Given how hard the OCS was hit, Judge Gray wondered, could the agency have accessed help from other states through what is known as the Emergency Management Assistance Compact?

EMAC is a standing agreement among all 50 states, the District of Columbia and all U.S. territories that, in essence, commits states and territories to helping one another respond to and recover from disasters when a call for help goes out. Essentially, Judge Gray was asking if the compact covered children and family service systems. It was a very good question.

Katrina careened into the southeastern coast of Louisiana on August 29, 2005, resulting in surreal devastation and massive displacement of the population. Entire communities had been cleared off the landscape. Thousands of residents -- "refugees" many called themselves -- were scattered across the United States, from Philadelphia, to Houston, to Los Angeles. Hurricane Rita would arrive within three weeks, and deliver another blow to the region that reinforced the destruction.

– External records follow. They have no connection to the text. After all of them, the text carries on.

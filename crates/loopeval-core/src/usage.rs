//! Usage metering. Lines are picked up by the log pipeline for billing.

/// Logs one metered usage event.
///
/// `usage_type` is the category (`target_call`, `evaluator_call`, `tokens`...).
pub fn log_usage_event(usage_type: &str, count: u64) {
    if count == 0 {
        return;
    }
    tracing::info!(
        target: "loopeval_billing",
        event = "loopeval.usage.metered",
        usage_type = %usage_type,
        count = count,
    );
}
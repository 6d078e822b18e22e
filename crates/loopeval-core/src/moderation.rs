use crate::context::Ctx;
use crate::errors::{EvalError, EvalResult};
use crate::on_error::{log_fail_safe, ErrorPolicy};
use async_trait::async_trait;

#[derive(Debug, Clone, PartialEq, Eq)]
pub enum Verdict {
    Pass,
    Reject { reason: String },
}

/// External content-moderation collaborator.
#[async_trait]
pub trait ContentModerator: Send + Sync {
    /// `Err` means the moderator could not be reached; a rejection is `Ok(Reject)`.
    async fn check(&self, ctx: &Ctx, texts: &[&str]) -> anyhow::Result<Verdict>;
}

pub struct AllowAll;

#[async_trait]
impl ContentModerator for AllowAll {
    async fn check(&self, _ctx: &Ctx, _texts: &[&str]) -> anyhow::Result<Verdict> {
        Ok(Verdict::Pass)
    }
}

/// Applies a moderation verdict: rejections fail with `RiskContentDetected`,
/// transport failures follow `policy`.
pub async fn enforce(
    moderator: &dyn ContentModerator,
    policy: ErrorPolicy,
    ctx: &Ctx,
    operation: &str,
    texts: &[&str],
) -> EvalResult<()> {
    let texts: Vec<&str> = texts.iter().copied().filter(|t| !t.trim().is_empty()).collect();
    if texts.is_empty() {
        return Ok(());
    }
    match moderator.check(ctx, &texts).await {
        Ok(Verdict::Pass) => Ok(()),
        Ok(Verdict::Reject { reason }) => {
            tracing::info!(event = "moderation.rejected", operation, trace_id = %ctx.trace_id, reason = %reason);
            Err(EvalError::RiskContentDetected(reason))
        }
        Err(e) => {
            let decision = policy.apply_to_error(&e);
            if decision.is_allowed() {
                log_fail_safe(decision.message(), operation);
                Ok(())
            } else {
                Err(EvalError::UpstreamUnavailable(decision.message().to_string()))
            }
        }
    }
}

#[cfg(test)]
mod tests {
    use super::*;

    struct Down;
    #[async_trait]
    impl ContentModerator for Down {
        async fn check(&self, _ctx: &Ctx, _texts: &[&str]) -> anyhow::Result<Verdict> {
            anyhow::bail!("moderation service timeout")
        }
    }

    struct Denylist(&'static str);
    #[async_trait]
    impl ContentModerator for Denylist {
        async fn check(&self, _ctx: &Ctx, texts: &[&str]) -> anyhow::Result<Verdict> {
            if texts.iter().any(|t| t.contains(self.0)) {
                Ok(Verdict::Reject {
                    reason: format!("contains {}", self.0),
                })
            } else {
                Ok(Verdict::Pass)
            }
        }
    }

    #[tokio::test]
    async fn test_transport_failure_fails_open_by_default() {
        let ctx = Ctx::system();
        enforce(&Down, ErrorPolicy::Allow, &ctx, "create", &["hello"]).await.unwrap();
        let err = enforce(&Down, ErrorPolicy::Block, &ctx, "create", &["hello"])
            .await
            .unwrap_err();
        assert!(err.is_retriable());
    }

    #[tokio::test]
    async fn test_rejection_always_fails() {
        let ctx = Ctx::system();
        let err = enforce(&Denylist("bad"), ErrorPolicy::Allow, &ctx, "create", &["a bad name"])
            .await
            .unwrap_err();
        assert_eq!(err.kind(), crate::errors::ErrorKind::RiskContentDetected);
        enforce(&Denylist("bad"), ErrorPolicy::Allow, &ctx, "create", &["fine", ""])
            .await
            .unwrap();
    }
}
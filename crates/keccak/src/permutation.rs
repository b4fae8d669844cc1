//! The Keccak-f[1600] permutation.

use klane_primitives::{lane_index, rotl64, RC, ROUNDS, WORDS};

/// Number of `u32` limbs in the state.
pub const KECCAK_STATE_U32S: usize = WORDS * 2;

/// Applies the 24 rounds of Keccak-f[1600] to `state` in place.
#[inline]
pub fn keccakf(state: &mut [u64; WORDS]) {
    for rc in RC.iter().take(ROUNDS) {
        round(state, *rc);
    }
}

#[inline(always)]
fn round(a: &mut [u64; WORDS], rc: u64) {
    // Theta
    let mut c = [0u64; 5];
    for x in 0..5 {
        c[x] = a[x] ^ a[x + 5] ^ a[x + 10] ^ a[x + 15] ^ a[x + 20];
    }
    for x in 0..5 {
        let d = c[(x + 4) % 5] ^ rotl64(c[(x + 1) % 5], 1);
        for y in 0..5 {
            a[lane_index(x, y)] ^= d;
        }
    }

    // Rho and pi, walking the lane cycle that starts at (1, 0).
    let (mut x, mut y) = (1usize, 0usize);
    let mut carried = a[lane_index(x, y)];
    for t in 0..24u32 {
        (x, y) = (y, (2 * x + 3 * y) % 5);
        let dst = lane_index(x, y);
        let next = a[dst];
        a[dst] = rotl64(carried, ((t + 1) * (t + 2) / 2) % 64);
        carried = next;
    }

    // Chi
    for y in 0..5 {
        let row: [u64; 5] = core::array::from_fn(|x| a[lane_index(x, y)]);
        for x in 0..5 {
            a[lane_index(x, y)] = row[x] ^ (!row[(x + 1) % 5] & row[(x + 2) % 5]);
        }
    }

    // Iota
    a[0] ^= rc;
}

/// Like [`keccakf`], but deals with `u32` limbs instead of `u64` lanes.
///
/// Lane `i` is stored as `state_u32s[2 * i]` (low half) and `state_u32s[2 * i + 1]` (high half),
/// which is the layout 32-bit execution lanes keep the state in.
pub fn keccakf_u32s(state_u32s: &mut [u32; KECCAK_STATE_U32S]) {
    let mut state_u64s: [u64; WORDS] = core::array::from_fn(|i| {
        let lo = state_u32s[i * 2] as u64;
        let hi = state_u32s[i * 2 + 1] as u64;
        lo | (hi << 32)
    });
    keccakf(&mut state_u64s);
    *state_u32s = core::array::from_fn(|i| {
        let u64_limb = state_u64s[i / 2];
        let is_hi = i % 2;
        (u64_limb >> (is_hi * 32)) as u32
    });
}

As Katrina approached, foster parents, community services staff and state social services staff all streamed out of the region, literally looking for higher ground -- many of them never to return. More than two thousand kids in the Louisiana children and family services system vanished virtually over night.



On the staffing side, the picture was especially grim. Out of 1,800 OCS employees, 900 were detailed to shelters as part of the state's standing emergency response plan, including both special needs and general service shelters. Another 600 staff had evacuated. "So we had 300 people statewide to handle recovery and run a state children and family services system," says Marketa Garner Gautreau, then-director of the OCS. With phones down and electricity a sometime thing, Gautreau says her small, remaining band of 300 put in a "superhuman effort" to track down staff, foster children, foster parents and birth parents.

Which brings us back to Judge Gray's question: Could Louisiana have used EMAC to try and recruit help from other states to do all that work? The answer, says Angela Copple, EMAC program director, is yes.

Here's how the compact works. When disasters strike, state emergency management officials implement what's known as "unified command," which establishes clear lines of authority and responsibility in disaster response and recovery. The incident commander is typically the head of the state emergency management administration.

Under EMAC, any state agency can place a request through incident command for specialized assistance. That request is then sent to emergency management officials in nearby states, who in turn direct it to the appropriate agencies for a response.

So, in theory at least, if a children and family services agency is hit as hard as the Louisiana Office of Community Services was by Katrina, the call could go out to other states for help in manning shelters and offices, in tracking down children and families, handling counseling and so forth -- the monumental task that essentially fell to the already traumatized few in Louisiana after Katrina.

All state systems are, of course, currently operating on something like overload, even absent disaster, and so reaching out for help might seem like a stretch. But the capacity of people to rise to the occasion in response to the sort of mega-disasters represented by Katrina makes it highly probable that a call for help on the part of a social services system would be answered by other states. And so as the hurricanes start to roll in, it's worth keeping in mind that state and local children and family services officials don't have to go it alone when things turn really bad.

Elizabeth Daigneau is GOVERNING's managing editor.